The next generation faced all the same problems as their parents and more. Babies required not only nourishment and warmth. First they needed a healthy start. The human body was capable of extraordinary resilience, but the most sinister wounds were those that went unseen, inside, at the cellular level or even deeper within their DNA.
So far, the women in Jefferson had suffered only four stillbirths and one toddler who showed every sign of being autistic. The other two children were okay. From what Ruth heard, however, the infant mortality rates were even more severe in Morristown. She hoped that was only because Morristown was thirty times larger, thus allowing for more data. It surely didn’t help that most of the people there were New Evangelicals, who pushed for as many babies as possible, no matter if the women were in their teens or in their forties or worn out from earlier pregnancies. Either way, the statistical curves were alarming. If the numbers continued to play out so poorly, the human race was no more than a hundred years from extinction.
There was a more personal insult. Ruth was thirty-eight. Her best years of fertility were already behind her, with few prospects in sight. She knew Cam tried to avoid her, which was impossible. They didn’t have enough firewood to make hot meals individually or to provide warm water in every home, nor were there enough pipes to install central plumbing throughout the village. It wasn’t safe to eat alone, either, so they ate in shifts and they bathed in the same hut beneath sun-warmed tanks, always with guards on duty. She saw Cam every day.
Who could blame her if she lived a bit vicariously through Allison? The girl should have been a sister to her, even if they were sisters who mistrusted each other.
Then the screaming began. Ruth jerked backward, staring, just in time to see someone drop to the ground with her spine bucking in the grip of a violent seizure.

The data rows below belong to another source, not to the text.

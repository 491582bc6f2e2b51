pub mod constants;
pub mod emit;
pub mod math;
pub mod room;
pub mod snake;
pub mod types;
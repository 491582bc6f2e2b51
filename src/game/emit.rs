use crate::protocol::ServerEvent;

/// One room instance. Room ids are reused once a room is retired; the
/// instance number never is.
#[derive(Debug, Clone, Copy, PartialEq, Eq)]
pub struct RoomKey<'a> {
    pub id: &'a str,
    pub instance: u64,
}

/// Who an outbound event is addressed to.
#[derive(Debug, Clone, Copy, PartialEq, Eq)]
pub enum Target<'a> {
    Room(RoomKey<'a>),
    /// Everyone in the room except one connection.
    RoomExcept { room: RoomKey<'a>, except: &'a str },
    Connection(&'a str),
}

/// Outbound side of a room. Implementations must not block and must not
/// fail the caller.
pub trait Emitter: Send + Sync {
    /// Adds a connection to the broadcast group of `room`. Called with the
    /// room locked, so no broadcast from that room can race the admission.
    fn admit(&self, room: RoomKey<'_>, connection_id: &str);

    fn emit(&self, target: Target<'_>, event: &ServerEvent);
}
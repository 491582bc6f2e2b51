use super::types::Direction;

pub const GRID_SIZE: i32 = 20;
pub const INITIAL_SNAKE_LENGTH: usize = 3;
pub const TICK_MS: u64 = 100;
pub const ROOM_CAPACITY: usize = 2;

/// Spawn cell and heading for each join slot, indexed by how many
/// participants were already in the room.
pub const START_SLOTS: [(i32, i32, Direction); ROOM_CAPACITY] = [
  (5, 5, Direction::Right),
  (GRID_SIZE - 5, GRID_SIZE - 5, Direction::Left),
];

The stranger killed Allison first.
The flashlights added to the confusion. One of the white beams spun into the ground, rocking up through the human shapes. The other two briefly pinned the old woman. Then another flashlight fell away. The sight paralyzed Ruth. She lost crucial seconds trying to understand what she was witnessing.

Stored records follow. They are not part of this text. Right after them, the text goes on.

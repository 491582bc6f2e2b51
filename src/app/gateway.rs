use super::registry::RoomRegistry;
use super::room_name::parse_room_id;
use crate::error::GameError;
use crate::game::types::{Direction, GameStateSnapshot};
use crate::protocol::{decode_client_event, ClientEvent, ServerEvent};
use crate::transport::hub::Hub;
use std::sync::Arc;
use tokio::sync::mpsc::UnboundedSender;

/// A join can race a room being retired; one retry lands in a fresh room.
const JOIN_ATTEMPTS: usize = 2;

/// Connects transport sessions to rooms. The participant id of a connection
/// is its connection id.
#[derive(Debug, Clone)]
pub struct SessionGateway {
    registry: Arc<RoomRegistry>,
    hub: Arc<Hub>,
}

impl SessionGateway {
    pub fn new(registry: Arc<RoomRegistry>, hub: Arc<Hub>) -> Self {
        Self { registry, hub }
    }

    pub fn connect(&self, sender: UnboundedSender<String>) -> String {
        let connection_id = self.hub.register(sender);
        tracing::info!(%connection_id, "connection opened");
        if let Err(error) = self
            .hub
            .send(&connection_id, &ServerEvent::Connected(connection_id.clone()))
        {
            tracing::warn!(%error, "failed to greet connection");
        }
        connection_id
    }

    pub async fn handle_text_message(&self, connection_id: &str, text: &str) {
        match decode_client_event(text) {
            Ok(event) => self.dispatch(connection_id, event).await,
            Err(error) => tracing::debug!(connection_id, %error, "dropping client message"),
        }
    }

    pub async fn dispatch(&self, connection_id: &str, event: ClientEvent) {
        let result = match event {
            ClientEvent::JoinGame(room_id) => {
                self.join_game(connection_id, &room_id).await.map(|_| ())
            }
            ClientEvent::UpdateDirection(update) => {
                self.update_direction(connection_id, &update.room_id, update.direction)
                    .await
            }
        };
        if let Err(error) = result {
            tracing::debug!(connection_id, %error, "client event not applied");
        }
    }

    pub async fn join_game(
        &self,
        connection_id: &str,
        room_id: &str,
    ) -> Result<GameStateSnapshot, GameError> {
        let room_id = parse_room_id(room_id)
            .ok_or_else(|| GameError::InvalidPayload(format!("bad room id {room_id:?}")))?;

        if self
            .hub
            .room_of(connection_id)
            .is_some_and(|current| current != room_id)
        {
            self.leave_room(connection_id).await;
        }

        for _ in 0..JOIN_ATTEMPTS {
            let room = self.registry.get_or_create(&room_id);
            match room.join(connection_id, self.hub.as_ref()).await {
                Ok(snapshot) => return Ok(snapshot),
                Err(GameError::RoomFull) => {
                    if let Err(error) = self.hub.send(connection_id, &ServerEvent::RoomFull) {
                        tracing::warn!(%error, "failed to report full room");
                    }
                    return Err(GameError::RoomFull);
                }
                Err(GameError::StaleReference) => {
                    self.registry.retire(&room);
                }
                Err(error) => return Err(error),
            }
        }
        Err(GameError::StaleReference)
    }

    pub async fn update_direction(
        &self,
        connection_id: &str,
        room_id: &str,
        direction: Direction,
    ) -> Result<(), GameError> {
        let room = self
            .registry
            .get(room_id.trim())
            .ok_or(GameError::StaleReference)?;
        room.set_direction(connection_id, direction).await
    }

    /// Removes the connection from the room instance it is subscribed to, if
    /// that room is still live. Returns the room id it left.
    pub async fn leave_room(&self, connection_id: &str) -> Option<String> {
        let subscription = self.hub.unsubscribe(connection_id)?;
        let room_id = subscription.room_id;
        let Some(room) = self
            .registry
            .get(&room_id)
            .filter(|room| room.instance() == subscription.instance)
        else {
            return Some(room_id);
        };
        match room.remove_player(connection_id, self.hub.as_ref()).await {
            Ok(0) => {
                self.registry.retire(&room);
            }
            Ok(remaining) => {
                tracing::debug!(%room_id, connection_id, remaining, "participant left");
            }
            Err(error) => {
                tracing::debug!(%room_id, connection_id, %error, "leave ignored");
            }
        }
        Some(room_id)
    }

    pub async fn disconnect(&self, connection_id: &str) {
        self.leave_room(connection_id).await;
        self.hub.unregister(connection_id);
        tracing::info!(connection_id, "connection closed");
    }
}

#[cfg(test)]
mod tests {
    use super::*;
    use crate::game::room::TickOutcome;
    use crate::game::types::Position;
    use tokio::sync::mpsc::{unbounded_channel, UnboundedReceiver};

    struct Client {
        id: String,
        rx: UnboundedReceiver<String>,
    }

    impl Client {
        fn events(&mut self) -> Vec<ServerEvent> {
            let mut out = Vec::new();
            while let Ok(payload) = self.rx.try_recv() {
                out.push(serde_json::from_str(&payload).expect("server event"));
            }
            out
        }
    }

    fn setup() -> (SessionGateway, Arc<RoomRegistry>, Arc<Hub>) {
        let registry = Arc::new(RoomRegistry::new());
        let hub = Arc::new(Hub::new());
        let gateway = SessionGateway::new(Arc::clone(&registry), Arc::clone(&hub));
        (gateway, registry, hub)
    }

    fn connect(gateway: &SessionGateway) -> Client {
        let (tx, rx) = unbounded_channel();
        let id = gateway.connect(tx);
        let mut client = Client { id, rx };
        assert_eq!(client.events(), vec![ServerEvent::Connected(client.id.clone())]);
        client
    }

    #[tokio::test]
    async fn two_joins_start_the_game_and_third_is_full() {
        let (gateway, registry, _hub) = setup();
        let mut alpha = connect(&gateway);
        let mut beta = connect(&gateway);
        let mut gamma = connect(&gateway);

        gateway.join_game(&alpha.id, "duel").await.expect("alpha joins");
        gateway.join_game(&beta.id, "duel").await.expect("beta joins");
        let result = gateway.join_game(&gamma.id, "duel").await;

        assert_eq!(result, Err(GameError::RoomFull));
        assert_eq!(gamma.events(), vec![ServerEvent::RoomFull]);

        let alpha_events = alpha.events();
        assert!(matches!(alpha_events[0], ServerEvent::GameState(_)));
        assert!(alpha_events.contains(&ServerEvent::PlayerJoined(beta.id.clone())));
        assert!(alpha_events.contains(&ServerEvent::StartGame));

        let beta_events = beta.events();
        assert!(matches!(beta_events[0], ServerEvent::GameState(_)));
        assert!(beta_events.contains(&ServerEvent::StartGame));
        assert!(!beta_events.contains(&ServerEvent::PlayerJoined(beta.id.clone())));

        let room = registry.get("duel").expect("room");
        assert_eq!(room.player_count().await, 2);
        let snapshot = room.snapshot().await;
        assert_eq!(snapshot.players[&alpha.id].snake[0], Position::new(5, 5));
        assert_eq!(snapshot.players[&beta.id].snake[0], Position::new(15, 15));
    }

    #[tokio::test]
    async fn rejected_joiner_gets_no_room_traffic() {
        let (gateway, registry, hub) = setup();
        let alpha = connect(&gateway);
        let beta = connect(&gateway);
        let mut gamma = connect(&gateway);
        gateway.join_game(&alpha.id, "duel").await.expect("join");
        gateway.join_game(&beta.id, "duel").await.expect("join");
        let _ = gateway.join_game(&gamma.id, "duel").await;
        gamma.events();

        let room = registry.get("duel").expect("room");
        room.tick(hub.as_ref()).await;

        assert!(gamma.events().is_empty());
        assert_eq!(hub.room_of(&gamma.id), None);
    }

    #[tokio::test]
    async fn direction_update_reaches_the_room() {
        let (gateway, registry, _hub) = setup();
        let alpha = connect(&gateway);
        gateway.join_game(&alpha.id, "duel").await.expect("join");

        gateway
            .handle_text_message(
                &alpha.id,
                r#"{"event":"updateDirection","data":{"roomId":"duel","direction":"DOWN"}}"#,
            )
            .await;

        let snapshot = registry.get("duel").expect("room").snapshot().await;
        assert_eq!(snapshot.players[&alpha.id].direction, Direction::Down);
    }

    #[tokio::test]
    async fn stale_direction_updates_are_ignored() {
        let (gateway, _registry, _hub) = setup();
        let alpha = connect(&gateway);

        let result = gateway.update_direction(&alpha.id, "nowhere", Direction::Up).await;
        assert_eq!(result, Err(GameError::StaleReference));

        gateway
            .handle_text_message(
                &alpha.id,
                r#"{"event":"updateDirection","data":{"roomId":"nowhere","direction":"UP"}}"#,
            )
            .await;
    }

    #[tokio::test]
    async fn malformed_messages_are_dropped() {
        let (gateway, registry, _hub) = setup();
        let mut alpha = connect(&gateway);

        gateway.handle_text_message(&alpha.id, "{").await;
        gateway
            .handle_text_message(&alpha.id, r#"{"event":"joinGame","data":"   "}"#)
            .await;

        assert_eq!(registry.len(), 0);
        assert!(alpha.events().is_empty());
    }

    #[tokio::test]
    async fn disconnect_of_one_keeps_room_and_notifies_other() {
        let (gateway, registry, _hub) = setup();
        let mut alpha = connect(&gateway);
        let beta = connect(&gateway);
        gateway.join_game(&alpha.id, "duel").await.expect("join");
        gateway.join_game(&beta.id, "duel").await.expect("join");
        alpha.events();

        gateway.disconnect(&beta.id).await;

        assert_eq!(alpha.events(), vec![ServerEvent::PlayerLeft(beta.id.clone())]);
        let room = registry.get("duel").expect("room survives");
        assert_eq!(room.player_count().await, 1);
    }

    #[tokio::test]
    async fn disconnect_of_last_participant_removes_room() {
        let (gateway, registry, hub) = setup();
        let alpha = connect(&gateway);
        gateway.join_game(&alpha.id, "duel").await.expect("join");

        gateway.disconnect(&alpha.id).await;

        assert!(registry.get("duel").is_none());
        assert_eq!(hub.connection_count(), 0);
    }

    #[tokio::test]
    async fn disconnect_without_join_is_noop() {
        let (gateway, registry, hub) = setup();
        let alpha = connect(&gateway);
        registry.get_or_create("other");

        gateway.disconnect(&alpha.id).await;
        gateway.disconnect(&alpha.id).await;

        assert_eq!(registry.len(), 1);
        assert_eq!(hub.connection_count(), 0);
    }

    #[tokio::test]
    async fn switching_rooms_leaves_the_previous_one() {
        let (gateway, registry, _hub) = setup();
        let mut alpha = connect(&gateway);
        let beta = connect(&gateway);
        gateway.join_game(&alpha.id, "red").await.expect("join");
        gateway.join_game(&beta.id, "red").await.expect("join");
        alpha.events();

        gateway.join_game(&beta.id, "blue").await.expect("switch");

        assert_eq!(alpha.events(), vec![ServerEvent::PlayerLeft(beta.id.clone())]);
        assert_eq!(registry.get("red").expect("red").player_count().await, 1);
        assert_eq!(registry.get("blue").expect("blue").player_count().await, 1);
    }

    #[tokio::test]
    async fn joining_a_finished_room_id_creates_a_fresh_room() {
        let (gateway, registry, hub) = setup();
        let alpha = connect(&gateway);
        gateway.join_game(&alpha.id, "duel").await.expect("join");
        let old = registry.get("duel").expect("room");
        old.set_direction(&alpha.id, Direction::Left).await.expect("reverse");
        assert!(matches!(old.tick(hub.as_ref()).await, TickOutcome::Ended { .. }));

        let snapshot = gateway.join_game(&alpha.id, "duel").await.expect("rejoin");

        assert_eq!(snapshot.players.len(), 1);
        let fresh = registry.get("duel").expect("fresh room");
        assert!(!Arc::ptr_eq(&old, &fresh));
    }
}
use crate::app::gateway::SessionGateway;
use axum::extract::ws::{Message, WebSocket};
use futures_util::{SinkExt, StreamExt};
use std::sync::Arc;
use tokio::sync::mpsc;

pub async fn handle_socket(socket: WebSocket, gateway: Arc<SessionGateway>) {
    let (mut sender, mut receiver) = socket.split();
    let (tx, mut rx) = mpsc::unbounded_channel::<String>();
    let connection_id = gateway.connect(tx);

    let send_task = tokio::spawn(async move {
        while let Some(payload) = rx.recv().await {
            if sender.send(Message::Text(payload)).await.is_err() {
                break;
            }
        }
    });

    while let Some(result) = receiver.next().await {
        let Ok(message) = result else { break };
        match message {
            Message::Text(text) => {
                gateway.handle_text_message(&connection_id, &text).await;
            }
            Message::Close(_) => break,
            _ => {}
        }
    }

    gateway.disconnect(&connection_id).await;
    send_task.abort();
}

Allison had touched the old woman, reaching for her shoulder. In fact, Allison’s left arm was still thrown sideways from her body and clawed at the earth with a short, ripping motion. It peeled her fingers to the bone. Then her cheeks ran dark with blood as she chewed through her tongue.
There was one thing more that struck Ruth despite her wrenching shock. The old woman’s expression never changed. The wide look in her eyes was nervous, even rattled, but she didn’t even glance down at Allison as the others reacted.